The Best Thing I Learned From: Blaine Boyer

The Best Thing I Learned From: Blaine Boyer

Do you remember the movie Taken?

The plot centers around human trafficking. The main character’s daughter and her friend are kidnapped in Paris and sold as sex slaves. Liam Neeson plays a former CIA operative who goes on a mission to bring his daughter back alive and eradicate the traffickers. There have been two additional movies since the original in 2008.

The movie franchise capitalizes on a real-life scenario that current Kansas City Royals pitcher Blaine Boyer and former MLB first-baseman Adam LaRoche have lived out.

I met up with Blaine last year when he was in Cincinnati, and we sat in the dugout at Great American Ball Park before a game and talked about his life-changing experience.

The father of two went to Southeast Asia for 10 days in 2016 with LaRoche, who retired in 2015. This was not a vacation but a mission to help people who were victims of human trafficking.

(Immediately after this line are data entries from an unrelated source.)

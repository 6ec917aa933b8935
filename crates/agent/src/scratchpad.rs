//! Scratchpad for one reasoning turn.
//!
//! Holds the Thought / Action / Observation trace and the step counter. It
//! lives only as long as the turn and is never persisted, but it serializes
//! so `--verbose` runs can dump it.

use chrono::{DateTime, Utc};
use serde::{Deserialize, Serialize};

#[derive(Debug, Clone, Serialize, Deserialize)]
pub struct Scratchpad {
    pub trace: Vec<TraceEntry>,
    /// Model calls made so far
    pub steps: u32,
    pub max_steps: u32,
}

#[derive(Debug, Clone, Serialize, Deserialize)]
pub struct TraceEntry {
    pub kind: TraceKind,
    pub content: String,
    pub timestamp: DateTime<Utc>,
}

#[derive(Debug, Clone, Copy, Serialize, Deserialize, PartialEq, Eq)]
#[serde(rename_all = "snake_case")]
pub enum TraceKind {
    Thought,
    Action,
    Observation,
}

impl Scratchpad {
    pub fn new(max_steps: u32) -> Self {
        Self {
            trace: Vec::new(),
            steps: 0,
            max_steps: max_steps.max(1),
        }
    }

    pub fn add_thought(&mut self, thought: &str) {
        self.push(TraceKind::Thought, thought);
    }

    pub fn add_action(&mut self, action: &str) {
        self.push(TraceKind::Action, action);
    }

    pub fn add_observation(&mut self, observation: &str) {
        self.push(TraceKind::Observation, observation);
    }

    fn push(&mut self, kind: TraceKind, content: &str) {
        let content = content.trim();
        if content.is_empty() {
            return;
        }
        self.trace.push(TraceEntry {
            kind,
            content: content.to_string(),
            timestamp: Utc::now(),
        });
    }

    /// Count one more step. Returns `false` once the budget is spent.
    pub fn tick(&mut self) -> bool {
        if self.steps >= self.max_steps {
            return false;
        }
        self.steps += 1;
        true
    }

    pub fn remaining(&self) -> u32 {
        self.max_steps - self.steps
    }

    pub fn is_exhausted(&self) -> bool {
        self.steps >= self.max_steps
    }

    pub fn last_thought(&self) -> Option<&str> {
        self.last_of(TraceKind::Thought)
    }

    fn last_of(&self, kind: TraceKind) -> Option<&str> {
        self.trace
            .iter()
            .rev()
            .find(|e| e.kind == kind)
            .map(|e| e.content.as_str())
    }

    pub fn observations(&self) -> impl Iterator<Item = &str> {
        self.trace
            .iter()
            .filter(|e| e.kind == TraceKind::Observation)
            .map(|e| e.content.as_str())
    }

    /// Answer to give when the step budget runs out. Never empty.
    pub fn best_effort_answer(&self) -> String {
        let mut answer = String::from(
            "I reached the reasoning step limit before finishing. Here is what I found so far:",
        );
        let mut found = false;
        if let Some(thought) = self.last_thought() {
            answer.push_str("\n\n");
            answer.push_str(thought);
            found = true;
        }
        for observation in self.observations() {
            answer.push_str("\n- ");
            answer.push_str(&first_line(observation, 200));
            found = true;
        }
        if !found {
            answer.push_str("\n\nNothing conclusive yet. Try asking a narrower question.");
        }
        answer
    }

    /// Text rendering of the trace, for logs and debugging.
    pub fn render(&self) -> String {
        let mut out = format!("## Scratchpad (step {}/{})\n", self.steps, self.max_steps);
        for entry in &self.trace {
            let label = match entry.kind {
                TraceKind::Thought => "Thought",
                TraceKind::Action => "Action",
                TraceKind::Observation => "Observation",
            };
            out.push_str(&format!("{label}: {}\n", entry.content));
        }
        out
    }
}

fn first_line(text: &str, max_chars: usize) -> String {
    let line = text.lines().next().unwrap_or_default();
    if line.chars().count() > max_chars {
        let cut: String = line.chars().take(max_chars).collect();
        format!("{cut}...")
    } else {
        line.to_string()
    }
}
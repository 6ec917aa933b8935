//! Bounded retry with exponential backoff and a per-call timeout.
//!
//! Wraps any provider. Transient failures (timeout, rate limit, network,
//! 5xx) are retried up to `max_retries` times; anything else fails at once.
//! When retries run out the caller gets [`ProviderError::Exhausted`], which
//! surfaces to the user as `model_unavailable`.

use async_trait::async_trait;
use parley_core::error::ProviderError;
use parley_core::provider::*;
use std::future::Future;
use std::sync::Arc;
use std::time::Duration;
use tracing::{debug, warn};

/// How a [`RetryProvider`] retries.
#[derive(Debug, Clone)]
pub struct RetryPolicy {
    /// Retries after the first attempt
    pub max_retries: u32,
    /// Delay before the first retry; doubles each time
    pub base_delay: Duration,
    /// Upper bound for any single delay
    pub max_delay: Duration,
    /// Applied to every individual call
    pub call_timeout: Duration,
}

impl Default for RetryPolicy {
    fn default() -> Self {
        Self {
            max_retries: 3,
            base_delay: Duration::from_millis(500),
            max_delay: Duration::from_secs(30),
            call_timeout: Duration::from_secs(60),
        }
    }
}

impl RetryPolicy {
    pub fn from_config(config: &parley_config::AgentSettings) -> Self {
        Self {
            max_retries: config.model_max_retries,
            base_delay: config.retry_base_delay(),
            call_timeout: config.model_timeout(),
            ..Self::default()
        }
    }

    /// Delay before retry number `retry` (0-based), honoring a server hint.
    pub fn delay_for(&self, retry: u32, error: &ProviderError) -> Duration {
        let backoff = self.base_delay.saturating_mul(2u32.saturating_pow(retry));
        let hinted = match error {
            ProviderError::RateLimited { retry_after_secs } => Duration::from_secs(*retry_after_secs),
            _ => Duration::ZERO,
        };
        backoff.max(hinted).min(self.max_delay)
    }
}

/// A provider that retries transient failures of the wrapped provider.
pub struct RetryProvider {
    inner: Arc<dyn Provider>,
    policy: RetryPolicy,
}

impl RetryProvider {
    pub fn new(inner: Arc<dyn Provider>, policy: RetryPolicy) -> Self {
        Self { inner, policy }
    }

    pub fn policy(&self) -> &RetryPolicy {
        &self.policy
    }

    async fn run<T, F, Fut>(&self, operation: &str, mut call: F) -> Result<T, ProviderError>
    where
        F: FnMut() -> Fut,
        Fut: Future<Output = Result<T, ProviderError>>,
    {
        let attempts = self.policy.max_retries + 1;
        let mut last_error = ProviderError::NotConfigured("no attempt made".into());

        for attempt in 0..attempts {
            let outcome = match tokio::time::timeout(self.policy.call_timeout, call()).await {
                Ok(result) => result,
                Err(_) => Err(ProviderError::Timeout(format!(
                    "{operation} on '{}' took longer than {}s",
                    self.inner.name(),
                    self.policy.call_timeout.as_secs()
                ))),
            };

            let error = match outcome {
                Ok(value) => {
                    if attempt > 0 {
                        debug!(provider = %self.inner.name(), operation, attempt, "Retry succeeded");
                    }
                    return Ok(value);
                }
                Err(e) => e,
            };

            if !error.is_transient() {
                warn!(provider = %self.inner.name(), operation, error = %error, "Non-retryable provider error");
                return Err(error);
            }

            if attempt + 1 < attempts {
                let delay = self.policy.delay_for(attempt, &error);
                warn!(
                    provider = %self.inner.name(),
                    operation,
                    attempt = attempt + 1,
                    of = attempts,
                    delay_ms = delay.as_millis() as u64,
                    error = %error,
                    "Transient provider error, backing off"
                );
                tokio::time::sleep(delay).await;
            }
            last_error = error;
        }

        warn!(provider = %self.inner.name(), operation, attempts, "Provider retries exhausted");
        Err(ProviderError::Exhausted {
            attempts,
            last_error: last_error.to_string(),
        })
    }
}

#[async_trait]
impl Provider for RetryProvider {
    fn name(&self) -> &str {
        self.inner.name()
    }

    async fn complete(&self, request: ProviderRequest) -> Result<ProviderResponse, ProviderError> {
        self.run("complete", || self.inner.complete(request.clone())).await
    }

    async fn embed(&self, request: EmbeddingRequest) -> Result<EmbeddingResponse, ProviderError> {
        self.run("embed", || self.inner.embed(request.clone())).await
    }

    async fn health_check(&self) -> Result<bool, ProviderError> {
        self.inner.health_check().await
    }
}
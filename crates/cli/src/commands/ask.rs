//! `parley ask` — Single-message mode.

use std::path::PathBuf;
use tokio::sync::mpsc;

pub async fn run(message: String, session: Option<String>, image: Option<PathBuf>) -> anyhow::Result<()> {
    let config = super::load_config()?;
    super::require_api_key(&config)?;
    let service = super::open_service(&config).await?;
    super::load_knowledge(&service, &config).await;

    let session_id = match session {
        Some(needle) => super::resolve_session(&service, &needle).await?,
        None => service.new_session().await?.id,
    };
    let image = image.as_deref().map(super::load_image).transpose()?;

    let (tx, mut rx) = mpsc::channel(32);
    let printer = tokio::spawn(async move {
        while let Some(event) = rx.recv().await {
            super::render_event(&event);
        }
    });

    let result = service.send_turn(&session_id, &message, image, Some(tx)).await;
    let _ = printer.await;
    let reply = result.map_err(|e| anyhow::anyhow!(e.user_facing().message))?;

    println!("{}", reply.answer());
    eprintln!("\n  session {} · {}", super::short_id(&session_id), reply.title);
    Ok(())
}
//! Builds the model provider and embedder from configuration.

use crate::embedder::{HashEmbedder, ProviderEmbedder};
use crate::openai_compat::OpenAiCompatProvider;
use crate::retry::{RetryPolicy, RetryProvider};
use parley_config::AppConfig;
use parley_core::embedding::Embedder;
use parley_core::provider::Provider;
use std::sync::Arc;
use tracing::info;

/// The chat provider the reasoning loop talks to: the configured endpoint
/// wrapped in bounded retries with a per-call timeout.
pub fn build_from_config(config: &AppConfig) -> Arc<dyn Provider> {
    let api_key = config.api_key.clone().unwrap_or_default();
    let endpoint = OpenAiCompatProvider::new(&config.provider, config.api_base_url(), api_key);
    info!(provider = %config.provider, model = %config.model, "Model provider configured");
    Arc::new(RetryProvider::new(
        Arc::new(endpoint),
        RetryPolicy::from_config(&config.agent),
    ))
}

/// The embedder shared by ingestion and retrieval.
pub fn build_embedder(config: &AppConfig, provider: Arc<dyn Provider>) -> Arc<dyn Embedder> {
    let embedder: Arc<dyn Embedder> = match config.embedding.provider.as_str() {
        "remote" => Arc::new(ProviderEmbedder::new(
            provider,
            config.embedding.model.clone(),
            config.embedding.dimensions,
            config.embedding.batch_size,
        )),
        _ => Arc::new(HashEmbedder::new(config.embedding.dimensions)),
    };
    info!(version = %embedder.version(), "Embedder configured");
    embedder
}

#[cfg(test)]
mod tests {
    use super::*;

    #[test]
    fn default_config_builds_dashscope() {
        let config = AppConfig::default();
        let provider = build_from_config(&config);
        assert_eq!(provider.name(), "dashscope");
    }

    #[test]
    fn default_embedder_is_hash() {
        let config = AppConfig::default();
        let embedder = build_embedder(&config, build_from_config(&config));
        assert_eq!(embedder.version().model, "hash-v1");
        assert_eq!(embedder.version().dimensions, 256);
    }

    #[test]
    fn remote_embedder_uses_configured_model() {
        let mut config = AppConfig::default();
        config.embedding.provider = "remote".into();
        config.embedding.dimensions = 1536;
        let embedder = build_embedder(&config, build_from_config(&config));
        assert_eq!(embedder.version().to_string(), "text-embedding-v2@1536");
    }
}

“Adam and I were thrown into a situation that changed our lives forever,” Blaine told me. “It went from scary, to fulfilling and everything in between—from confusion to jubilation. It wrecked us both.”

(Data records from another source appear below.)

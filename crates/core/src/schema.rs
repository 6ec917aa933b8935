//! Input validation against the JSON Schema subset tool specs use.
//!
//! Supported keywords: `type` (single or list), `properties`, `required`,
//! `additionalProperties: false`, `enum`, `items`, `minimum`, `maximum`,
//! `minLength`. Anything else is ignored.

use serde_json::Value;

/// Validate `value` against `schema`. The error names the offending path.
pub fn validate(schema: &Value, value: &Value) -> Result<(), String> {
    validate_at(schema, value, "$")
}

fn validate_at(schema: &Value, value: &Value, path: &str) -> Result<(), String> {
    let Some(schema) = schema.as_object() else {
        return Ok(());
    };

    if let Some(expected) = schema.get("type") {
        let allowed: Vec<&str> = match expected {
            Value::String(t) => vec![t.as_str()],
            Value::Array(ts) => ts.iter().filter_map(Value::as_str).collect(),
            _ => Vec::new(),
        };
        if !allowed.is_empty() && !allowed.iter().any(|t| matches_type(t, value)) {
            return Err(format!(
                "{path}: expected {}, got {}",
                allowed.join(" or "),
                type_name(value)
            ));
        }
    }

    if let Some(Value::Array(options)) = schema.get("enum") {
        if !options.contains(value) {
            let listed: Vec<String> = options.iter().map(Value::to_string).collect();
            return Err(format!("{path}: must be one of {}", listed.join(", ")));
        }
    }

    if let Some(n) = value.as_f64() {
        if let Some(min) = schema.get("minimum").and_then(Value::as_f64) {
            if n < min {
                return Err(format!("{path}: must be >= {min}"));
            }
        }
        if let Some(max) = schema.get("maximum").and_then(Value::as_f64) {
            if n > max {
                return Err(format!("{path}: must be <= {max}"));
            }
        }
    }

    if let (Some(s), Some(min)) = (value.as_str(), schema.get("minLength").and_then(Value::as_u64)) {
        if (s.chars().count() as u64) < min {
            return Err(format!("{path}: must be at least {min} characters"));
        }
    }

    if let Some(object) = value.as_object() {
        if let Some(Value::Array(required)) = schema.get("required") {
            for key in required.iter().filter_map(Value::as_str) {
                if !object.contains_key(key) {
                    return Err(format!("{path}: missing required field '{key}'"));
                }
            }
        }

        let properties = schema.get("properties").and_then(Value::as_object);
        let closed = matches!(schema.get("additionalProperties"), Some(Value::Bool(false)));
        for (key, field) in object {
            match properties.and_then(|p| p.get(key)) {
                Some(field_schema) => validate_at(field_schema, field, &format!("{path}.{key}"))?,
                None if closed => return Err(format!("{path}: unexpected field '{key}'")),
                None => {}
            }
        }
    }

    if let (Some(items), Some(array)) = (schema.get("items"), value.as_array()) {
        for (i, item) in array.iter().enumerate() {
            validate_at(items, item, &format!("{path}[{i}]"))?;
        }
    }

    Ok(())
}

fn matches_type(expected: &str, value: &Value) -> bool {
    match expected {
        "object" => value.is_object(),
        "array" => value.is_array(),
        "string" => value.is_string(),
        "boolean" => value.is_boolean(),
        "null" => value.is_null(),
        "number" => value.is_number(),
        "integer" => value.is_i64() || value.is_u64(),
        _ => true,
    }
}

fn type_name(value: &Value) -> &'static str {
    match value {
        Value::Null => "null",
        Value::Bool(_) => "boolean",
        Value::Number(_) => "number",
        Value::String(_) => "string",
        Value::Array(_) => "array",
        Value::Object(_) => "object",
    }
}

Blaine and Adam were involved with The Exodus Road, an organization which strategically fights human trafficking. They went undercover and took video of what happens inside the dark brothels to help stop this "business."

According to the National Center for Missing and Exploited Children, one out of six runaways will be bought and sold into the sex industry. Numbers from the National Human Trafficking Hotline provide astonishing statistics. Since 2012, they have fielded more than 156,312 calls and received more than 11,058 emails. They have launched more than 40,200 cases and have reported 45,241 victims. In 2016, there were 7,500 cases. In the United States, California had the most incidences in 2015 with 1,300 reports.

The last statistic I’ll throw at you comes from the International Labor Organization (ILO) which estimates there are about 20.9 million people being sold and trafficked around the world. The majority are young women. Perhaps the most disturbing figure in all of this is that the "industry" recently brought in $44.3 BILLION.

“When we came back to the states, we knew we had to be involved with this mission,” Blaine said. “We had to do something.”

Instead of being on the diamond, they found themselves in brothels as undercover operatives. Over the years, they have become used to seeing little boys and girls at ballparks with their families eating ice cream and watching America’s favorite past time. Now, they saw children and young adults being sold into slavery for profit.

“It just ruined us,” he added. “We were in some nasty situations. It broke our hearts, and now this is what the Lord has called us to do—to fight for these people who have been stolen.”

Blaine and Adam found themselves in some sticky predicaments. If they made a wrong move while inside the brothel, they would be killed. “We were in deep,” Blaine said. “But that is why we were there—something needed to be done.”

Blaine’s prayers and focus changed at that moment. “Lord, let me see people the way you see them. What breaks your heart, let it break my heart too.”

That is exactly what God did for him. “I could hear the Lord telling me, 'This is what I have for you boys to do.’”

Many athletes have a foundation while others help fund hospitals. That is needed and applauded. But Blaine sails the flag of human trafficking both domestically and internationally.

“We have spoken to a lot of non-government organizations and some non-profit ministries,” he said. “But the one we have become intimately involved with is the DeliverFund.” Adam currently invests time and leadership by sitting on the Board of Directors for the organization.

The Best Thing I Learned From Blaine Boyer: Do something! You and I know there is a problem, but sometimes we are content to think guys like Blaine and Adam will take care of the issue. I can’t just go to Asia, but I can write about the topic and hope someone who has the resources can. My conversation also made me appreciate my children, even though they are grown men. I can’t imagine anything terrible happening to them.

I volunteer and speak on behalf of our local Right to Life society, but I feel I can do more. I have discussed legislation with state and federal officials about Pro-Life issues—but I can do more.

What could you do to help children you don’t know personally but are suffering every day? Short of putting your life on the line for them (like Boyer and LaRoche did), is there some other way you can invest time or money or words to affect their cause?

Jesus seemed to pay special attention to the needs of suffering children. What would it look like for you to invest on behalf of enslaved kids today?

But Jesus said, 'Suffer little children, and forbid them not, to come unto me: for of such is the kingdom of heaven’ (Matthew 19:14).